*Data shown*.
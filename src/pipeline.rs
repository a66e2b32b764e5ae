//! Sequential chaining of estimators.

use tracing::info;

use crate::{
    error::Result,
    table::Table,
    transformer::{DynEstimate, Estimate, Transform},
};

/// Named steps, each fitted on the output of the previous one.
///
/// An empty pipeline passes tables through unchanged.
#[derive(Debug, Default)]
pub struct Pipeline {
    steps: Vec<(String, Box<dyn DynEstimate>)>,
}
impl Pipeline {
    #[must_use]
    pub fn new() -> Self {
        Self::default()
    }

    #[must_use]
    pub fn with_step<E>(mut self, name: impl Into<String>, estimator: E) -> Self
    where
        E: DynEstimate + 'static,
    {
        self.steps.push((name.into(), Box::new(estimator)));
        self
    }

    #[must_use]
    pub fn len(&self) -> usize {
        self.steps.len()
    }

    #[must_use]
    pub fn is_empty(&self) -> bool {
        self.steps.is_empty()
    }
}
impl Estimate for Pipeline {
    type Output = FittedPipeline;

    fn fit(&self, examples: &Table) -> Result<Self::Output> {
        self.fit_transform(examples).map(|(fitted, _)| fitted)
    }

    fn fit_transform(&self, examples: &Table) -> Result<(Self::Output, Table)> {
        let mut steps = Vec::with_capacity(self.steps.len());
        let mut current = examples.clone();
        for (name, estimator) in &self.steps {
            info!(step = name.as_str(), "fitting step");
            let fitted = estimator.fit_dyn(&current)?;
            current = fitted.transform(&current)?;
            steps.push((name.clone(), fitted));
        }
        let feature_names = match steps.last() {
            Some((_, last)) => last.feature_names_out().to_vec(),
            None => examples.column_names().to_vec(),
        };
        let fitted = FittedPipeline {
            steps,
            feature_names,
        };
        Ok((fitted, current))
    }
}

#[derive(Debug)]
pub struct FittedPipeline {
    steps: Vec<(String, Box<dyn Transform>)>,
    feature_names: Vec<String>,
}
impl FittedPipeline {
    /// # Option
    ///
    /// Return [`None`] if no step is called `name`
    pub fn step(&self, name: &str) -> Option<&dyn Transform> {
        self.steps
            .iter()
            .find(|(x, _)| x == name)
            .map(|(_, transformer)| transformer.as_ref())
    }

    pub fn step_names(&self) -> impl Iterator<Item = &str> + '_ {
        self.steps.iter().map(|(name, _)| name.as_str())
    }
}
impl Transform for FittedPipeline {
    fn transform(&self, table: &Table) -> Result<Table> {
        let mut current = table.clone();
        for (_, transformer) in &self.steps {
            current = transformer.transform(&current)?;
        }
        Ok(current)
    }

    fn feature_names_out(&self) -> &[String] {
        &self.feature_names
    }
}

*Work order*.
Identify the lines in the entries above that contain "info", then copy them out.

*Output below*.
use tracing::info;
            info!(step = name.as_str(), "fitting step");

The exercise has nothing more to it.